Insurance practices and positions are being evaluated. Actions taken in response to market opportunities and risk events are being scrutinized. Antitrust exemptions are being reviewed. In addition, federal and state representatives are taking a greater interest in how the industry conducts its business. This is no time to shirk the responsibility of continuing to enhance collaboration and foster relationships with those in elected and appointed leadership positions, or in the effort to encourage all insurance professionals to add their voices—and votes—to the process.
Further, it is important to include in the discussions the manner in which the industry is supplying a full range of innovative solutions to the needs of policyholders, and the brokers and agents who represent them. Access to trusted markets and financial securitization is essential as consumers invest in homes, cars, commercial vehicles, boats, businesses, and other everyday needs.
Long-range impact
The results of last year’s elections will have an impact for the next several decades. The changes in policy and priorities have already been seen in both domestic and foreign policy. The social conscience agenda has been advanced and will affect the behaviors and culture of this Congress. Hearings have already been held on claims handling and insurance coverage practices based on events following the destruction caused by Hurricane Katrina; on eliminating the McCarran-Ferguson antitrust exemption for insurance carriers; and on an insurer’s ability to withdraw from a state following the outcome of governmental and judicial actions.
These questions and scrutiny will continue; and so too must the commitment to advance the concerns of policyholders, agents, brokers and the industry in both the short-term and long-term conduct of the insurance business. Regulation for the sake of regulation has never been a preferred alternative to the free market’s ability to drive competition and innovation.
Much can be added to the debate by actively engaging in efforts toward insurance modernization and reform.
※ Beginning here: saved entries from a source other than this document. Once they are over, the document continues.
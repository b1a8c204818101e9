use masque::cmdlog;
use masque::logging;
use masque::net::{Connection, NetError};
use masque::proto;
use std::collections::VecDeque;
use std::io::{self, BufRead, Write};
use std::process;
use std::sync::{Arc, Condvar, Mutex};
use std::thread;

const LOG_PATH: &str = "./client.log";

/// Pending commands, drained by the communication thread. `None` is the
/// exit sentinel: the drainer finishes everything queued before it, then
/// closes the connection and returns.
pub struct CommandQueue {
    queue: Mutex<VecDeque<Option<String>>>,
    signal: Condvar,
}

impl CommandQueue {
    pub fn new() -> Arc<CommandQueue> {
        Arc::new(CommandQueue {
            queue: Mutex::new(VecDeque::new()),
            signal: Condvar::new(),
        })
    }

    pub fn push(&self, command: Option<String>) {
        let mut queue = self.queue.lock().expect("command queue poisoned");
        queue.push_back(command);
        drop(queue);
        self.signal.notify_one();
    }

    fn pop(&self) -> Option<String> {
        let mut queue = self.queue.lock().expect("command queue poisoned");
        loop {
            if let Some(command) = queue.pop_front() {
                return command;
            }
            queue = self.signal.wait(queue).expect("command queue poisoned");
        }
    }

    pub fn snapshot(&self) -> Vec<String> {
        self.queue
            .lock()
            .expect("command queue poisoned")
            .iter()
            .filter_map(|cmd| cmd.clone())
            .collect()
    }

    pub fn clear(&self) {
        self.queue.lock().expect("command queue poisoned").clear();
    }
}

/// Spawns the communication thread: pops commands, ships them to the
/// server, renders responses. Encrypt/decrypt commands are appended to the
/// command log before their response is awaited.
pub fn spawn_comm(
    mut server: Connection,
    queue: Arc<CommandQueue>,
    log: logging::Logger,
) -> thread::JoinHandle<i32> {
    thread::Builder::new()
        .name("comm".to_string())
        .spawn(move || comm_body(&mut server, &queue, &log))
        .expect("failed to spawn communication thread")
}

fn comm_body(server: &mut Connection, queue: &CommandQueue, log: &logging::Logger) -> i32 {
    loop {
        let command = match queue.pop() {
            None => return 0,
            Some(command) => command,
        };

        if server.send(&command).is_err() {
            eprintln!("Failed to send command to server");
            process::exit(1);
        }

        if command.starts_with(proto::CMD_ENCRYPT) || command.starts_with(proto::CMD_DECRYPT) {
            if let Err(err) = cmdlog::append(LOG_PATH, &command) {
                logging::warn!(log, "could not write command log"; "err" => ?err);
            }
        }

        render_responses(server);
        print!("> ");
        let _ = io::stdout().flush();
    }
}

/// Reads and prints server responses for one command, following the
/// long-output bracket when the server streams a listing.
fn render_responses(server: &mut Connection) {
    let response = match server.receive() {
        Ok(response) => response,
        Err(NetError::Closed) => {
            println!("\rConnection closed by server");
            process::exit(1);
        }
        Err(_) => {
            eprintln!("\rFailed to receive response from server");
            process::exit(1);
        }
    };

    let (code, text) = proto::split_response(&response);
    match code {
        proto::RESP_SUCCESS => println!("\rOperation successful: {}", text),
        proto::RESP_INVALID => println!("\rBad request issued: {}", text),
        proto::RESP_FAILURE => println!("\rOperation failed: {}", text),
        proto::RESP_BUSY => println!("\rServer is too busy: {}", text),
        proto::RESP_NOT_IMPLEMENTED => println!("\rOperation not implemented: {}", text),
        proto::RESP_MORE_BEGIN => stream_long_output(server),
        _ => println!("\rCould not interpret server response: {}", response),
    }
}

fn stream_long_output(server: &mut Connection) {
    loop {
        match server.receive() {
            Ok(ref msg) if msg == proto::RESP_MORE_END => return,
            Ok(msg) => print!("{}", msg),
            Err(_) => {
                eprintln!("\rConnection lost during listing");
                process::exit(1);
            }
        }
    }
}

/// Interactive loop. Reads commands from stdin until the user exits or the
/// stream ends; everything network-bound goes through the queue.
pub fn interact(queue: Arc<CommandQueue>, comm: thread::JoinHandle<i32>) -> i32 {
    println!("Type \"help\" to display available commands");
    let stdin = io::stdin();
    let mut line = String::new();

    loop {
        print!("> ");
        let _ = io::stdout().flush();

        line.clear();
        match stdin.lock().read_line(&mut line) {
            Ok(0) => {
                // End of input behaves like exit.
                queue.push(None);
                comm.join().ok();
                return 0;
            }
            Ok(_) => {}
            Err(err) => {
                eprintln!("Failed reading input: {}", err);
                return 1;
            }
        }

        // Lowercase the command word only; arguments keep their case.
        let input = line.trim_end_matches(['\r', '\n'].as_ref());
        let (word, rest) = match input.find(' ') {
            Some(pos) => (&input[..pos], &input[pos + 1..]),
            None => (input, ""),
        };
        let word = word.to_ascii_lowercase();

        match word.as_str() {
            "" => {}
            "exit" | "quit" => {
                if !queue.snapshot().is_empty() {
                    println!("Finishing queued commands...");
                }
                queue.push(None);
                comm.join().ok();
                println!("Exiting...");
                return 0;
            }
            "help" => print_help(),
            "queue" => {
                let pending = queue.snapshot();
                if pending.is_empty() {
                    println!("There are no pending commands");
                } else {
                    println!("Pending commands:");
                    for command in pending {
                        println!("{}", command.trim_end());
                    }
                }
            }
            "clear" => {
                queue.clear();
                println!("Commands cleared.");
            }
            "list" => queue.push(Some(proto::CMD_LIST.to_string())),
            "listrec" => queue.push(Some(proto::CMD_LIST_RECURSIVE.to_string())),
            "encrypt" => queue.push(Some(format!("{}{}", proto::CMD_ENCRYPT, rest))),
            "decrypt" => queue.push(Some(format!("{}{}", proto::CMD_DECRYPT, rest))),
            _ => {
                println!("Command unrecognized. Try typing \"help\" to display available commands")
            }
        }
    }
}

fn print_help() {
    println!(
        "\nCommands:\n\
         help:     Prints this help message\n\
         exit:     Closes the client\n\
         quit:     Same as \"exit\"\n\
         queue:    Displays the list of commands yet to be sent\n\
         clear:    Empties the list of commands to be sent\n\
         list:     Queries the server for the files in its current folder\n\
         listrec:  Same as \"list\", but recursively lists subfolders\n\
         encrypt <filename> <seed>: Instructs the server to encrypt the file specified by <filename> using <seed> for the encryption\n\
         decrypt <filename> <seed>: Same as \"encrypt\", filename must end with _enc\n"
    );
}

#[cfg(test)]
mod tests {
    use super::*;

    #[test]
    fn test_queue_fifo_and_sentinel() {
        let queue = CommandQueue::new();
        queue.push(Some("LSTF\n".to_string()));
        queue.push(Some("LSTR\n".to_string()));
        queue.push(None);

        assert_eq!(queue.pop().as_deref(), Some("LSTF\n"));
        assert_eq!(queue.pop().as_deref(), Some("LSTR\n"));
        assert_eq!(queue.pop(), None);
    }

    #[test]
    fn test_snapshot_skips_sentinel() {
        let queue = CommandQueue::new();
        queue.push(Some("LSTF\n".to_string()));
        queue.push(None);
        assert_eq!(queue.snapshot(), vec!["LSTF\n".to_string()]);
    }

    #[test]
    fn test_clear_empties_pending() {
        let queue = CommandQueue::new();
        queue.push(Some("LSTF\n".to_string()));
        queue.clear();
        assert!(queue.snapshot().is_empty());
    }

    #[test]
    fn test_pop_blocks_until_push() {
        let queue = CommandQueue::new();
        let waiter = {
            let queue = queue.clone();
            thread::spawn(move || queue.pop())
        };
        thread::sleep(std::time::Duration::from_millis(50));
        queue.push(Some("late".to_string()));
        assert_eq!(waiter.join().unwrap().as_deref(), Some("late"));
    }
}
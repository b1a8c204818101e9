//! Unix daemonization: double fork, new session, conservative umask, and
//! stdio cut over to /dev/null. Logging switches to a file sink instead of
//! inheriting the terminal.

use std::io;

#[cfg(unix)]
pub fn daemonize() -> io::Result<()> {
    use std::ffi::CString;

    unsafe {
        match libc::fork() {
            -1 => return Err(io::Error::last_os_error()),
            0 => {}
            _ => libc::_exit(0),
        }

        if libc::setsid() == -1 {
            return Err(io::Error::last_os_error());
        }

        match libc::fork() {
            -1 => return Err(io::Error::last_os_error()),
            0 => {}
            _ => libc::_exit(0),
        }

        libc::umask(0o027);

        let devnull = CString::new("/dev/null").expect("static path");
        let fd = libc::open(devnull.as_ptr(), libc::O_RDWR);
        if fd == -1 {
            return Err(io::Error::last_os_error());
        }
        for stdio in 0..3 {
            if libc::dup2(fd, stdio) == -1 {
                return Err(io::Error::last_os_error());
            }
        }
        if fd > 2 {
            libc::close(fd);
        }
    }

    Ok(())
}

#[cfg(not(unix))]
pub fn daemonize() -> io::Result<()> {
    // Nothing to do outside Unix; the server simply stays attached.
    Ok(())
}
mod repl;

use clap::{App, Arg};
use masque::config::ClientConfig;
use masque::logging;
use masque::net::Connection;
use masque::proto;
use repl::CommandQueue;
use std::net::Ipv4Addr;
use std::process;

const CONFIG_PATH: &str = "./client.conf";

fn main() {
    let matches = App::new("Masque file-encryption client")
        .version("0.1.0")
        .about("Talks to a masque server, interactively or in single-command mode.")
        .arg(
            Arg::with_name("address")
                .short("a")
                .takes_value(true)
                .help("The server's IP address. Default is localhost"),
        )
        .arg(
            Arg::with_name("port")
                .short("p")
                .takes_value(true)
                .help("The server's port. Default is 8888"),
        )
        .arg(
            Arg::with_name("local")
                .short("L")
                .help("Connect to localhost, overriding the configuration file"),
        )
        .arg(
            Arg::with_name("list")
                .short("l")
                .help("Single command execution: non-recursive listing"),
        )
        .arg(
            Arg::with_name("listrec")
                .short("r")
                .help("Single command execution: recursive listing"),
        )
        .arg(
            Arg::with_name("encrypt")
                .short("e")
                .takes_value(true)
                .number_of_values(2)
                .value_names(&["PATH", "SEED"])
                .help("Single command execution: encrypt PATH with SEED"),
        )
        .arg(
            Arg::with_name("decrypt")
                .short("d")
                .takes_value(true)
                .number_of_values(2)
                .value_names(&["PATH", "SEED"])
                .help("Single command execution: decrypt PATH with SEED"),
        )
        .get_matches();

    let log = logging::init();

    let mut config = match ClientConfig::load(CONFIG_PATH, &log) {
        Ok(config) => config,
        Err(err) => {
            logging::crit!(log, "could not load configuration"; "err" => ?err);
            process::exit(1);
        }
    };
    if let Some(address) = matches.value_of("address") {
        config.address = match address.parse() {
            Ok(address) => address,
            Err(_) => {
                logging::crit!(log, "bad address"; "value" => address);
                process::exit(1);
            }
        };
    }
    if let Some(port) = matches.value_of("port") {
        config.port = match port.parse::<u16>() {
            Ok(port) if port > 0 => port,
            _ => {
                logging::crit!(log, "bad port"; "value" => port);
                process::exit(1);
            }
        };
    }
    if matches.is_present("local") {
        config.address = Ipv4Addr::LOCALHOST;
    }

    let addr = config.socket_addr();
    println!("Connecting to {}...", addr);

    let mut server = match Connection::connect(addr) {
        Ok(server) => server,
        Err(err) => {
            logging::crit!(log, "could not connect"; "addr" => %addr, "err" => ?err);
            process::exit(1);
        }
    };

    // The server opens the conversation; anything but the greeting means we
    // are not welcome.
    match server.receive() {
        Ok(ref greeting) if greeting.starts_with(proto::RESP_ACCEPTED) => {
            println!("Connected.");
        }
        Ok(ref greeting) if greeting.starts_with(proto::RESP_BUSY) => {
            eprintln!("Connection refused: server is busy");
            process::exit(1);
        }
        Ok(greeting) => {
            eprintln!("Could not interpret server response: {}", greeting);
            process::exit(1);
        }
        Err(err) => {
            logging::crit!(log, "no confirmation from server"; "err" => ?err);
            process::exit(1);
        }
    }

    let queue = CommandQueue::new();
    let comm = repl::spawn_comm(server, queue.clone(), log.new(logging::o!()));

    // Single-shot flags enqueue one command plus the exit sentinel.
    let single = if matches.is_present("list") {
        Some(proto::CMD_LIST.to_string())
    } else if matches.is_present("listrec") {
        Some(proto::CMD_LIST_RECURSIVE.to_string())
    } else if let Some(mut values) = matches.values_of("encrypt") {
        let path = values.next().unwrap_or_default();
        let seed = values.next().unwrap_or_default();
        Some(format!("{}{} {}", proto::CMD_ENCRYPT, path, seed))
    } else if let Some(mut values) = matches.values_of("decrypt") {
        let path = values.next().unwrap_or_default();
        let seed = values.next().unwrap_or_default();
        Some(format!("{}{} {}", proto::CMD_DECRYPT, path, seed))
    } else {
        None
    };

    if let Some(command) = single {
        queue.push(Some(command));
        queue.push(None);
        let code = comm.join().unwrap_or(1);
        process::exit(code);
    }

    process::exit(repl::interact(queue, comm));
}
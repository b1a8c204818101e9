use crate::logging;
use std::sync::atomic::{AtomicUsize, Ordering};
use std::sync::{Arc, Condvar, Mutex};
use std::thread;

/// A unit of work dispatched to a pool worker. The return code is logged
/// when non-zero but never faults the pool.
pub type Task = Box<dyn FnOnce() -> i32 + Send + 'static>;

/// Returned by non-blocking pool operations that found the pool busy.
#[derive(Debug, Eq, PartialEq)]
pub struct WouldBlock;

enum Command {
    Run(Task),
    Stop,
}

/// Single-slot parking spot for one worker. Plays the role of a private
/// binary semaphore: the slot is either empty or holds exactly one command.
struct Slot {
    cell: Mutex<Option<Command>>,
    ready: Condvar,
}

impl Slot {
    fn new() -> Slot {
        Slot {
            cell: Mutex::new(None),
            ready: Condvar::new(),
        }
    }

    fn post(&self, command: Command) {
        let mut cell = self.cell.lock().expect("worker slot poisoned");
        debug_assert!(cell.is_none(), "worker received a command while occupied");
        *cell = Some(command);
        self.ready.notify_one();
    }

    fn park(&self) -> Command {
        let mut cell = self.cell.lock().expect("worker slot poisoned");
        loop {
            if let Some(command) = cell.take() {
                return command;
            }
            cell = self.ready.wait(cell).expect("worker slot poisoned");
        }
    }
}

/// Per-worker state shared between the pool and the worker thread. The id is
/// reassigned under the pool mutex when a shrink compacts the worker table.
struct WorkerState {
    id: AtomicUsize,
    slot: Slot,
}

struct Worker {
    state: Arc<WorkerState>,
    thread: thread::JoinHandle<()>,
}

struct Core {
    /// Worker handles indexed by id.
    workers: Vec<Worker>,
    /// LIFO list of parked workers. Push and pop happen at the same end, so
    /// the most recently idled worker is dispatched first.
    idle: Vec<Arc<WorkerState>>,
}

struct Shared {
    name: String,
    core: Mutex<Core>,
    /// Signalled on every busy-to-idle transition.
    turnstile: Condvar,
    log: logging::Logger,
}

/// Fixed set of worker threads, each parked on a private single-slot
/// channel. Supports blocking and non-blocking dispatch, live resize in both
/// directions and a draining shutdown.
///
/// A pool must be shut down explicitly; dropping one leaks its parked
/// workers.
pub struct WorkerPool {
    shared: Arc<Shared>,
}

impl WorkerPool {
    /// Builds `count` workers and parks all of them.
    ///
    /// # Panics
    ///
    /// Panics when `count` is zero.
    pub fn new<'a, L: Into<Option<&'a logging::Logger>>>(
        name: &str,
        count: usize,
        log: L,
    ) -> WorkerPool {
        assert!(count > 0, "a worker pool needs at least one worker");

        let pool_log = match log.into() {
            Some(log) => log.new(logging::o!("pool" => name.to_string())),
            None => logging::discard(),
        };

        let shared = Arc::new(Shared {
            name: name.to_string(),
            core: Mutex::new(Core {
                workers: Vec::with_capacity(count),
                idle: Vec::with_capacity(count),
            }),
            turnstile: Condvar::new(),
            log: pool_log,
        });

        {
            let mut core = shared.core.lock().expect("pool mutex poisoned");
            for id in 0..count {
                let worker = spawn_worker(&shared, id);
                core.idle.push(worker.state.clone());
                core.workers.push(worker);
            }
        }

        logging::debug!(shared.log, "pool created"; "workers" => count);
        WorkerPool { shared }
    }

    /// Hands the task to the most recently idled worker. With
    /// `blocking = false` and no worker parked, the task is handed back
    /// untouched; with `blocking = true` the call waits on the pool condvar
    /// until a worker idles.
    pub fn submit(&self, task: Task, blocking: bool) -> Result<(), Task> {
        let state = {
            let mut core = self.shared.core.lock().expect("pool mutex poisoned");
            while core.idle.is_empty() {
                if !blocking {
                    return Err(task);
                }
                core = self
                    .shared
                    .turnstile
                    .wait(core)
                    .expect("pool mutex poisoned");
            }
            core.idle.pop().expect("idle list emptied under lock")
        };

        // The worker is detached from the idle list; wake it with the task.
        state.slot.post(Command::Run(task));
        Ok(())
    }

    /// Grows or shrinks the pool to `count` workers. A shrink terminates
    /// only idle workers and fails with [`WouldBlock`] when too few are
    /// parked. Worker ids stay compact: the highest id takes over a vacated
    /// one.
    ///
    /// # Panics
    ///
    /// Panics when `count` is zero.
    pub fn resize(&self, count: usize) -> Result<(), WouldBlock> {
        assert!(count > 0, "a worker pool needs at least one worker");

        let mut core = self.shared.core.lock().expect("pool mutex poisoned");
        let current = core.workers.len();

        if count > current {
            for id in current..count {
                let worker = spawn_worker(&self.shared, id);
                core.idle.push(worker.state.clone());
                core.workers.push(worker);
            }
            logging::debug!(self.shared.log, "pool grown"; "workers" => count);
            // Blocked submitters may proceed on the fresh workers.
            self.shared.turnstile.notify_all();
        } else if count < current {
            if core.idle.len() < current - count {
                return Err(WouldBlock);
            }
            while core.workers.len() > count {
                let state = core.idle.pop().expect("shrink underflow");
                let id = state.id.load(Ordering::Relaxed);
                let last = core.workers.len() - 1;
                let victim = if id != last {
                    let moved = core.workers.pop().expect("worker table emptied");
                    moved.state.id.store(id, Ordering::Relaxed);
                    std::mem::replace(&mut core.workers[id], moved)
                } else {
                    core.workers.pop().expect("worker table emptied")
                };
                victim.state.slot.post(Command::Stop);
                victim.thread.join().expect("worker thread panicked");
            }
            logging::debug!(self.shared.log, "pool shrunk"; "workers" => count);
        }

        Ok(())
    }

    /// Waits until every worker is parked, then stops and joins all of them.
    /// The non-blocking form hands the still-running pool back instead of
    /// waiting.
    pub fn shutdown(self, blocking: bool) -> Result<(), WorkerPool> {
        let workers = {
            let mut core = self.shared.core.lock().expect("pool mutex poisoned");
            while core.idle.len() != core.workers.len() {
                if !blocking {
                    drop(core);
                    return Err(self);
                }
                core = self
                    .shared
                    .turnstile
                    .wait(core)
                    .expect("pool mutex poisoned");
            }
            core.idle.clear();
            std::mem::take(&mut core.workers)
        };

        for worker in workers {
            worker.state.slot.post(Command::Stop);
            worker.thread.join().expect("worker thread panicked");
        }

        logging::debug!(self.shared.log, "pool destroyed");
        Ok(())
    }

    /// Current worker count.
    pub fn size(&self) -> usize {
        self.shared.core.lock().expect("pool mutex poisoned").workers.len()
    }

    /// Number of parked workers.
    pub fn idle(&self) -> usize {
        self.shared.core.lock().expect("pool mutex poisoned").idle.len()
    }

    pub fn name(&self) -> &str {
        &self.shared.name
    }
}

fn spawn_worker(shared: &Arc<Shared>, id: usize) -> Worker {
    let state = Arc::new(WorkerState {
        id: AtomicUsize::new(id),
        slot: Slot::new(),
    });

    let thread_shared = shared.clone();
    let thread_state = state.clone();
    let thread = thread::Builder::new()
        .name(format!("{}_{}", shared.name, id))
        .spawn(move || worker_body(thread_shared, thread_state))
        .expect("failed to spawn pool worker");

    Worker { state, thread }
}

fn worker_body(shared: Arc<Shared>, state: Arc<WorkerState>) {
    loop {
        let task = match state.slot.park() {
            Command::Stop => return,
            Command::Run(task) => task,
        };

        let outcome = task();

        // Reacquiring the pool mutex is the one unrecoverable step; a
        // poisoned pool cannot track this worker any longer.
        let mut core = shared.core.lock().expect("pool mutex poisoned");
        let id = state.id.load(Ordering::Relaxed);
        if outcome != 0 {
            logging::warn!(shared.log, "task failed"; "worker" => id, "code" => outcome);
        }
        core.idle.push(state.clone());
        drop(core);
        shared.turnstile.notify_all();
    }
}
An example is the success of AAMGA’s efforts, in collaboration with other industry associations and representatives, to assist congressional staff in drafting and moving the Non-Admitted and Reinsurance Reform Act through passage in the House of Representatives during the last session.
We worked with the offices of Congresswoman Ginny Brown-Waite (R.-Fla.), Congressmen Richard Baker (R.-La.) and Dennis Moore (D.-Kan.) to have the measure introduced this past February. Other congressional leaders are being contacted to co-sponsor the bill, which would streamline the exporting of risks to the excess and surplus lines insurance market. Premium taxes on multi-state risks would all be paid in the policyholder’s home state, as opposed to being estimated and paid in each state in which the respective portion of the risk resides. There are other benefits of the legislation, which will complement our efforts to have a companion bill introduced and moved through the Senate, as we seek to ensure freedom of rate and form in surplus lines insurance.
Wide range of issues
AAMGA is also working with congressional staff and elected officials on the industry’s response to a variety of issues, including the risk management implications of and consumer-oriented concerns related to climate change; providing insurance options for current federal initiatives to assist those seeking more affordable housing; consideration of reauthorizing the Terrorism Risk Insurance Act; the solvency and sufficiency of the National Flood Insurance Program; the deliberations on providing national disaster coverages; and whether legislation to offer an optional federal charter is the best solution to the challenges that lie ahead.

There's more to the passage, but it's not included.